Il est mou, il est froid, il est chauve, il est le symbole même de l’humilité. Pourtant, il bosse non-stop à notre salut et le moins que l’on puisse dire, c’est que nous ne lui avons pas facilité la tâche ces dernières décennies. C’est un compagnon familier, certains d’entre nous n’hésitent pas à l’emmener à la pêche, c’est dire ! D’autres considèrent d’un œil peu amène ses tortillons grassouillets qui collent aux semelles. Tous le méprisent un peu, il est vrai qu’il n’est pas très sexy et on ne peut pas dire qu’il soit un animal de compagnie très démonstratif sauf quand on le glisse dans le cou de sa copine en cours de maths.

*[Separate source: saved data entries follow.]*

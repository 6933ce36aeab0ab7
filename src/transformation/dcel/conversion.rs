use hashbrown::hash_map::Entry;
use hashbrown::HashMap;

use crate::math::{Point, Real};
use crate::shape::TriMesh;
use crate::transformation::dcel::{DcelEdge, DcelError, DcelFace, DcelMesh, INVALID};
use crate::utils::HashablePartialEq;

impl DcelMesh {
    /// Builds the DCEL of a triangle mesh.
    ///
    /// See [`Self::from_triangles`] for details.
    pub fn from_triangle_mesh(mesh: &TriMesh) -> Result<Self, DcelError> {
        Self::from_triangles(mesh.vertices(), mesh.indices())
    }

    /// Builds the DCEL of the triangles given by a vertex buffer and an index buffer.
    ///
    /// Vertices with identical coordinates are welded. Each triangle yields one face and three
    /// half-edges, and half-edges shared by two triangles are linked as twins. The free edges of
    /// open meshes get a twin without face, and these boundary twins are linked into cycles
    /// following the mesh boundary. The root of the result is the first half-edge of the first
    /// triangle.
    ///
    /// Unreferenced vertices are dropped.
    pub fn from_triangles(
        vertices: &[Point<Real>],
        indices: &[[u32; 3]],
    ) -> Result<Self, DcelError> {
        if indices.is_empty() {
            return Err(DcelError::EmptyMesh);
        }

        let mut result = DcelMesh::new();
        let mut welded = HashMap::new();
        let mut vertex_ids = vec![INVALID; vertices.len()];
        let mut edge_map: HashMap<(u32, u32), u32> = HashMap::new();

        for (tid, idx) in indices.iter().enumerate() {
            let tid = tid as u32;
            let mut tri = [INVALID; 3];

            for k in 0..3 {
                let vid = idx[k] as usize;
                let pos = vertices.get(vid).ok_or(DcelError::IndexOutOfBounds {
                    triangle: tid,
                    vertex: idx[k],
                })?;

                if vertex_ids[vid] == INVALID {
                    vertex_ids[vid] = match welded.entry(HashablePartialEq::new(*pos)) {
                        Entry::Occupied(entry) => *entry.get(),
                        Entry::Vacant(entry) => *entry.insert(result.add_vertex(*pos)),
                    };
                }

                tri[k] = vertex_ids[vid];
            }

            if tri[0] == tri[1] || tri[0] == tri[2] || tri[1] == tri[2] {
                return Err(DcelError::DegenerateTriangle(tid));
            }

            let base = result.num_edges() as u32;
            let face = result.add_face(DcelFace::new(base));

            for k in 0..3u32 {
                let origin = tri[k as usize];
                let dest = tri[(k as usize + 1) % 3];
                let id = result.add_edge(DcelEdge {
                    origin,
                    twin: INVALID,
                    face,
                    next: base + (k + 1) % 3,
                    previous: base + (k + 2) % 3,
                });

                if let Some(existing) = edge_map.insert((origin, dest), id) {
                    return Err(DcelError::InconsistentOrientation {
                        triangle1: result.edge(existing).face,
                        triangle2: tid,
                        edge: (origin, dest),
                    });
                }

                if result.vertex(origin).edge == INVALID {
                    result.vertex_mut(origin).edge = id;
                }
            }
        }

        for (&(a, b), &id) in &edge_map {
            if a < b {
                if let Some(&twin) = edge_map.get(&(b, a)) {
                    result.edge_mut(id).twin = twin;
                    result.edge_mut(twin).twin = id;
                }
            }
        }

        result.close_boundaries();
        result.set_root(0);

        Ok(result)
    }

    // Adds a face-less twin to every half-edge without twin, and links them into cycles.
    fn close_boundaries(&mut self) {
        let num_inner_edges = self.num_edges() as u32;
        let mut boundary = vec![];

        for id in 0..num_inner_edges {
            if self.edge(id).twin == INVALID {
                let twin = self.add_edge(DcelEdge {
                    origin: self.destination(id),
                    twin: id,
                    ..DcelEdge::default()
                });
                self.edge_mut(id).twin = twin;
                boundary.push(twin);
            }
        }

        for &id in &boundary {
            // The boundary edge following `id` starts at the origin of its twin. Turn around
            // that vertex through the inner faces until reaching the boundary.
            let mut curr = self.edge(id).twin;

            for _ in 0..num_inner_edges {
                let incoming = self.edge(curr).previous;
                let outgoing = self.edge(incoming).twin;

                if self.edge(outgoing).face == INVALID {
                    self.edge_mut(id).next = outgoing;
                    self.edge_mut(outgoing).previous = id;
                    break;
                }

                curr = outgoing;
            }
        }
    }

    /// Builds the DCEL of a convex polygon, with one face on each side.
    ///
    /// The first face is bounded by the polygon vertices in the given order, the second face
    /// in the reverse order.
    pub fn from_convex_polygon(points: &[Point<Real>]) -> Result<Self, DcelError> {
        let n = points.len() as u32;

        if n < 3 {
            return Err(DcelError::DegeneratePolygon(points.len()));
        }

        let mut result = DcelMesh::new();
        let front = result.add_face(DcelFace::new(0));
        let back = result.add_face(DcelFace::new(n));

        for pt in points {
            let _ = result.add_vertex(*pt);
        }

        // Front edge `i` goes from `i` to `i + 1`, back edge `n + i` is its twin.
        for i in 0..n {
            let _ = result.add_edge(DcelEdge {
                origin: i,
                twin: n + i,
                face: front,
                next: (i + 1) % n,
                previous: (i + n - 1) % n,
            });
            result.vertex_mut(i).edge = i;
        }

        for i in 0..n {
            let _ = result.add_edge(DcelEdge {
                origin: (i + 1) % n,
                twin: i,
                face: back,
                next: n + (i + n - 1) % n,
                previous: n + (i + 1) % n,
            });
        }

        result.set_root(0);
        Ok(result)
    }

    /// Converts the component reachable from the root into a triangle mesh.
    ///
    /// Each face boundary is triangulated as a fan, assuming the faces are convex. Face holes
    /// are ignored. The vertices of the result are in traversal order.
    ///
    /// Fails with [`TriMeshBuilderError::EmptyIndices`](crate::shape::TriMeshBuilderError)
    /// if the root component has no face.
    pub fn to_triangle_mesh(&self) -> Result<TriMesh, DcelError> {
        let mut vertex_ids = vec![INVALID; self.num_vertices()];
        let mut vertices = Vec::with_capacity(self.vertices().len());
        let mut indices = vec![];

        for &vid in self.vertices() {
            vertex_ids[vid as usize] = vertices.len() as u32;
            vertices.push(self.vertex(vid).position);
        }

        for &fid in self.faces() {
            let face = self.face(fid);

            if !face.holes.is_empty() {
                log::debug!("DCEL to triangle mesh: ignoring the holes of the face {}.", fid);
            }

            let cycle: Vec<u32> = self
                .cycle(face.boundary)
                .map(|e| vertex_ids[self.edge(e).origin as usize])
                .collect();

            for k in 1..cycle.len().saturating_sub(1) {
                indices.push([cycle[0], cycle[k], cycle[k + 1]]);
            }
        }

        Ok(TriMesh::new(vertices, indices)?)
    }
}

Et pourtant mesdames, messieurs, le ver de terre, car c’est de lui dont on cause, va nous sauver la mise.

Saviez-vous qu’Aristote l’appelait «l’intestin de la terre» ? Saviez-vous que le grand Charles (Darwin) lui a consacré son ultime ouvrage ? Saviez-vous que tous les efforts de l’agriculture depuis les débuts du néolithique prétendent à faire son boulot ? Et que depuis ces temps reculés et malgré notre «génie» nous n’avons jamais pu l’égaler en efficacité ?

Peut-être aimerez-vous savoir aussi que cette bestiole est hermaphrodite, que sa sexualité est pour le moins éclectique et qu’elle n’hésite pas à se pisser dessus pour hydrater sa peau et garder sa fraîcheur scandinave. Et comme c’est un être conscient de ses responsabilités dans l’écosystème, il pousse l’amabilité jusqu’à servir de festin d’oméga 3 aux poules et consœurs qui, elles, ne le méprisent pas.

Et voilà que ce travail colossal, ces services inestimables quoique peu spectaculaires sont en baisse constante dans la majorité de nos sols agricoles très travaillés et en sol nu. Quelle est cette agriculture qui transforme des sols vivants en sols morts, substrats quasi neutres (mais empoisonnés) dans lesquels nous devons ajouter quantité d’intrants chaque année - pour la plus grande joie de M. Monsanto qui se frotte les mains en attendant que la planète devienne une immense serre de culture hydroponique cultivée sous licence. De fait, les 7 000 espèces de vers de terre qui remuent sans cesse nos sols, les aèrent et les fertilisent sont pour nous bien plus précieux que, par exemple, les énergies fossiles. On compte dans les sols vivants environ 3 tonnes de vers à l’hectare, c’est-à-dire 3 millions et demi d’individus dont chacun remue 270 fois son poids de terre par an.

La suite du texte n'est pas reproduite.